Task prompt
Transcribe exactly, and only, the lines that run from the one containing "for part in" through the end of the records.

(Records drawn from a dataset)
┌──
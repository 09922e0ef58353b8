//! Denoised output routes
//!
//! Both routes serve the same fixed-name file; only the disposition differs.

use adn_common::config::CompiledDefaults;
use axum::{
    extract::State,
    http::header,
    response::{IntoResponse, Response},
    routing::get,
    Router,
};

use crate::error::{ApiError, ApiResult};
use crate::AppState;

/// Inline playback path
pub const PLAY_PATH: &str = "/output/denoised_output.wav";

/// Attachment download path
pub const DOWNLOAD_PATH: &str = "/output/download";

/// GET /output/denoised_output.wav
pub async fn play_output(State(state): State<AppState>) -> ApiResult<Response> {
    let data = read_output(&state).await?;
    Ok(([(header::CONTENT_TYPE, "audio/wav")], data).into_response())
}

/// GET /output/download
pub async fn download_output(State(state): State<AppState>) -> ApiResult<Response> {
    let data = read_output(&state).await?;
    let disposition = format!(
        "attachment; filename=\"{}\"",
        CompiledDefaults::DOWNLOAD_FILE_NAME
    );
    Ok((
        [
            (header::CONTENT_TYPE, "audio/wav".to_string()),
            (header::CONTENT_DISPOSITION, disposition),
        ],
        data,
    )
        .into_response())
}

async fn read_output(state: &AppState) -> ApiResult<Vec<u8>> {
    match tokio::fs::read(state.output_path()).await {
        Ok(data) => Ok(data),
        Err(e) if e.kind() == std::io::ErrorKind::NotFound => Err(ApiError::NotFound(
            "No denoised audio available yet".to_string(),
        )),
        Err(e) => Err(e.into()),
    }
}

pub fn output_routes() -> Router<AppState> {
    Router::new()
        .route(PLAY_PATH, get(play_output))
        .route(DOWNLOAD_PATH, get(download_output))
}
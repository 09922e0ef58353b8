//! adn-ds library - Denoise Service
//!
//! Accepts one audio file per request and returns a noise-reduced WAV.
//! Stateless: every buffer lives for a single request.

use axum::Router;
use tower_http::trace::TraceLayer;

pub mod api;
pub mod audio;
pub mod error;
pub mod pipeline;
pub mod server;

pub use crate::error::{ApiError, ApiResult, AudioError};

/// Module name reported by `/health`
pub const MODULE_NAME: &str = "adn-ds";

/// Application state shared across HTTP handlers
#[derive(Clone, Debug)]
pub struct AppState {
    /// Largest accepted `/denoise` request body
    pub max_upload_bytes: usize,
}

impl AppState {
    pub fn new(max_upload_bytes: usize) -> Self {
        Self { max_upload_bytes }
    }
}

/// Build application router
///
/// - `GET /` readiness message
/// - `GET /health` health check
/// - `POST /denoise` noise reduction
pub fn build_router(state: AppState) -> Router {
    Router::new()
        .merge(api::health_routes())
        .merge(api::denoise_routes(state.max_upload_bytes))
        .layer(TraceLayer::new_for_http())
        .with_state(state)
}
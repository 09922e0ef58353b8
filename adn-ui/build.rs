//! Build script for adn-ui
//!
//! Exposes build identification to the binary as compile-time env vars:
//! `GIT_HASH` (short), `BUILD_TIMESTAMP` (RFC 3339) and `BUILD_PROFILE`.

use std::process::Command;

fn git_short_hash() -> String {
    Command::new("git")
        .args(["rev-parse", "--short=8", "HEAD"])
        .output()
        .ok()
        .filter(|output| output.status.success())
        .and_then(|output| String::from_utf8(output.stdout).ok())
        .map(|s| s.trim().to_string())
        .unwrap_or_else(|| "unknown".to_string())
}

fn main() {
    let build_timestamp = chrono::Utc::now().to_rfc3339_opts(chrono::SecondsFormat::Secs, true);
    let profile = std::env::var("PROFILE").unwrap_or_else(|_| "unknown".to_string());

    println!("cargo:rustc-env=GIT_HASH={}", git_short_hash());
    println!("cargo:rustc-env=BUILD_TIMESTAMP={}", build_timestamp);
    println!("cargo:rustc-env=BUILD_PROFILE={}", profile);
}
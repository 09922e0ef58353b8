//! Shared API types

pub mod types;

pub use types::{DenoiseResponse, ErrorResponse, HealthResponse, MessageResponse};
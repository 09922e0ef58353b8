//! Where the UI finds its Denoise Service

/// Service the UI talks to
#[derive(Debug, Clone, PartialEq, Eq)]
pub enum ServiceLaunch {
    /// Start adn-ds in this process on the configured service host and port
    Embedded,
    /// Use an already running service at this base URL
    External(String),
}

/// Resolve the service target.
///
/// An explicit URL (command line, `ADN_SERVICE_URL` or `[ui] service_url`)
/// always wins and disables embedding. Without one, `no_embedded` selects
/// `default_url`, the `[service]` host and port.
pub fn resolve_service(
    explicit_url: Option<String>,
    no_embedded: bool,
    default_url: String,
) -> ServiceLaunch {
    match explicit_url {
        Some(url) => ServiceLaunch::External(url),
        None if no_embedded => ServiceLaunch::External(default_url),
        None => ServiceLaunch::Embedded,
    }
}
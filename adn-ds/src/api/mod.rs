//! HTTP API handlers for adn-ds

pub mod denoise;
pub mod health;

pub use denoise::{denoise, denoise_routes};
pub use health::{health_check, health_routes, root_message, READY_MESSAGE};
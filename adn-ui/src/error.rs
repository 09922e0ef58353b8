//! Error types for adn-ui routes
//!
//! Every failure reaches the page as `{"error": "..."}`; the page shows the
//! text as-is.

use adn_common::api::ErrorResponse;
use axum::{
    http::StatusCode,
    response::{IntoResponse, Response},
    Json,
};
use thiserror::Error;
use tracing::{error, warn};

use crate::client::ClientError;

/// API error type
#[derive(Debug, Error)]
pub enum ApiError {
    /// No `file` field in the browser upload (400)
    #[error("No audio file uploaded")]
    MissingFile,

    /// Malformed multipart body (400)
    #[error("Invalid request: {0}")]
    BadRequest(String),

    /// Browser upload over the size limit (413)
    #[error("Upload too large: {0}")]
    PayloadTooLarge(String),

    /// No denoised output yet (404)
    #[error("{0}")]
    NotFound(String),

    /// Service answered with a non-200 status (502)
    #[error("Error from server: {text}")]
    Upstream { status: u16, text: String },

    /// Service unreachable or the call failed (502)
    #[error("Something went wrong: {0}")]
    Client(#[from] ClientError),

    /// Local file I/O failed (500)
    #[error("Something went wrong: {0}")]
    Io(#[from] std::io::Error),
}

impl ApiError {
    pub fn status(&self) -> StatusCode {
        match self {
            ApiError::MissingFile | ApiError::BadRequest(_) => StatusCode::BAD_REQUEST,
            ApiError::PayloadTooLarge(_) => StatusCode::PAYLOAD_TOO_LARGE,
            ApiError::NotFound(_) => StatusCode::NOT_FOUND,
            ApiError::Upstream { .. } | ApiError::Client(_) => StatusCode::BAD_GATEWAY,
            ApiError::Io(_) => StatusCode::INTERNAL_SERVER_ERROR,
        }
    }
}

impl IntoResponse for ApiError {
    fn into_response(self) -> Response {
        let status = self.status();
        let mut body = ErrorResponse::new(self.to_string());

        match &self {
            ApiError::Upstream { status: upstream, .. } => {
                warn!(upstream_status = upstream, "{}", body.error);
                body.upstream_status = Some(*upstream);
            }
            _ if status.is_server_error() => error!("{}", body.error),
            _ => warn!("{}", body.error),
        }

        (status, Json(body)).into_response()
    }
}

/// Result type for API handlers
pub type ApiResult<T> = Result<T, ApiError>;
//! Readiness and health endpoints

use adn_common::api::{HealthResponse, MessageResponse};
use axum::{routing::get, Json, Router};

use crate::{AppState, MODULE_NAME};

/// Banner served at `/`
pub const READY_MESSAGE: &str = "Audio Denoising Backend is running!";

/// GET /
pub async fn root_message() -> Json<MessageResponse> {
    Json(MessageResponse {
        message: READY_MESSAGE.to_string(),
    })
}

/// GET /health
///
/// Polled by adn-ui before it accepts uploads.
pub async fn health_check() -> Json<HealthResponse> {
    Json(HealthResponse::ok(MODULE_NAME, env!("CARGO_PKG_VERSION")))
}

/// Build readiness and health routes
pub fn health_routes() -> Router<AppState> {
    Router::new()
        .route("/", get(root_message))
        .route("/health", get(health_check))
}
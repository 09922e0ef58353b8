//! adn-ds (Denoise Service) - standalone entry point
//!
//! Serves `GET /`, `GET /health` and `POST /denoise` on a loopback port
//! (default 127.0.0.1:5000). adn-ui normally embeds this service; running
//! it on its own is for deployments where the UI talks to a separate process.

use std::path::PathBuf;

use adn_common::config::TomlConfig;
use adn_ds::{server, AppState};
use anyhow::{Context, Result};
use clap::Parser;
use tokio::net::TcpListener;
use tracing::info;

/// Command-line arguments for adn-ds
#[derive(Parser, Debug)]
#[command(name = "adn-ds")]
#[command(about = "Audio denoising HTTP service")]
#[command(version)]
struct Args {
    /// Host to bind
    #[arg(long, env = "ADN_DS_HOST")]
    host: Option<String>,

    /// Port to listen on
    #[arg(short, long, env = "ADN_DS_PORT")]
    port: Option<u16>,

    /// Largest accepted upload in bytes
    #[arg(long, env = "ADN_MAX_UPLOAD_BYTES")]
    max_upload_bytes: Option<usize>,

    /// TOML config file
    #[arg(short, long, env = "ADN_CONFIG")]
    config: Option<PathBuf>,
}

#[tokio::main]
async fn main() -> Result<()> {
    let args = Args::parse();
    let config = TomlConfig::load_or_default(args.config.as_deref());

    adn_common::logging::init_tracing(&config.logging.level);

    info!(
        "Starting Audio Denoiser service (adn-ds) v{} [{}] built {} ({})",
        env!("CARGO_PKG_VERSION"),
        env!("GIT_HASH"),
        env!("BUILD_TIMESTAMP"),
        env!("BUILD_PROFILE")
    );

    let host = args.host.unwrap_or(config.service.host);
    let port = args.port.unwrap_or(config.service.port);
    let max_upload_bytes = args
        .max_upload_bytes
        .unwrap_or(config.service.max_upload_bytes);

    info!("Upload limit: {} bytes", max_upload_bytes);

    let listener = TcpListener::bind((host.as_str(), port))
        .await
        .with_context(|| format!("Failed to bind to {host}:{port}"))?;

    server::run(listener, AppState::new(max_upload_bytes), server::shutdown_signal())
        .await
        .context("Server error")?;

    info!("Server shutdown complete");
    Ok(())
}
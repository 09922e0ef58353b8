//! Health check endpoint

use adn_common::api::HealthResponse;
use axum::{routing::get, Json, Router};

use crate::{AppState, MODULE_NAME};

/// GET /health
pub async fn health_check() -> Json<HealthResponse> {
    Json(HealthResponse::ok(MODULE_NAME, env!("CARGO_PKG_VERSION")))
}

pub fn health_routes() -> Router<AppState> {
    Router::new().route("/health", get(health_check))
}
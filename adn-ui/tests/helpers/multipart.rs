//! Hand-built multipart/form-data bodies for oneshot requests

use axum::body::Body;
use axum::http::Request;

pub const BOUNDARY: &str = "adn-ui-test-boundary-Q3n8ZLx0cVw";

/// One form part
pub struct Part<'a> {
    pub name: &'a str,
    pub file_name: Option<&'a str>,
    pub content_type: Option<&'a str>,
    pub data: &'a [u8],
}

impl<'a> Part<'a> {
    /// A `file` part the way a browser or reqwest sends it
    pub fn file(data: &'a [u8]) -> Self {
        Self {
            name: "file",
            file_name: Some("upload.wav"),
            content_type: Some("audio/wav"),
            data,
        }
    }

    pub fn text(name: &'a str, value: &'a str) -> Self {
        Self {
            name,
            file_name: None,
            content_type: None,
            data: value.as_bytes(),
        }
    }
}

pub fn body(parts: &[Part<'_>]) -> Vec<u8> {
    let mut body = Vec::new();
    for part in parts {
        body.extend_from_slice(format!("--{BOUNDARY}\r\n").as_bytes());
        let mut disposition = format!("Content-Disposition: form-data; name=\"{}\"", part.name);
        if let Some(file_name) = part.file_name {
            disposition.push_str(&format!("; filename=\"{file_name}\""));
        }
        body.extend_from_slice(disposition.as_bytes());
        body.extend_from_slice(b"\r\n");
        if let Some(content_type) = part.content_type {
            body.extend_from_slice(format!("Content-Type: {content_type}\r\n").as_bytes());
        }
        body.extend_from_slice(b"\r\n");
        body.extend_from_slice(part.data);
        body.extend_from_slice(b"\r\n");
    }
    body.extend_from_slice(format!("--{BOUNDARY}--\r\n").as_bytes());
    body
}

/// POST `uri` with the given parts
pub fn request(uri: &str, parts: &[Part<'_>]) -> Request<Body> {
    Request::builder()
        .method("POST")
        .uri(uri)
        .header(
            "content-type",
            format!("multipart/form-data; boundary={BOUNDARY}"),
        )
        .body(Body::from(body(parts)))
        .unwrap()
}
└──
Exercise response
    for part in parts {
        body.extend_from_slice(format!("--{BOUNDARY}\r\n").as_bytes());
        let mut disposition = format!("Content-Disposition: form-data; name=\"{}\"", part.name);
        if let Some(file_name) = part.file_name {
            disposition.push_str(&format!("; filename=\"{file_name}\""));
        }
        body.extend_from_slice(disposition.as_bytes());
        body.extend_from_slice(b"\r\n");
        if let Some(content_type) = part.content_type {
            body.extend_from_slice(format!("Content-Type: {content_type}\r\n").as_bytes());
        }
        body.extend_from_slice(b"\r\n");
        body.extend_from_slice(part.data);
        body.extend_from_slice(b"\r\n");
    }
    body.extend_from_slice(format!("--{BOUNDARY}--\r\n").as_bytes());
    body
}

/// POST `uri` with the given parts
pub fn request(uri: &str, parts: &[Part<'_>]) -> Request<Body> {
    Request::builder()
        .method("POST")
        .uri(uri)
        .header(
            "content-type",
            format!("multipart/form-data; boundary={BOUNDARY}"),
        )
        .body(Body::from(body(parts)))
        .unwrap()
}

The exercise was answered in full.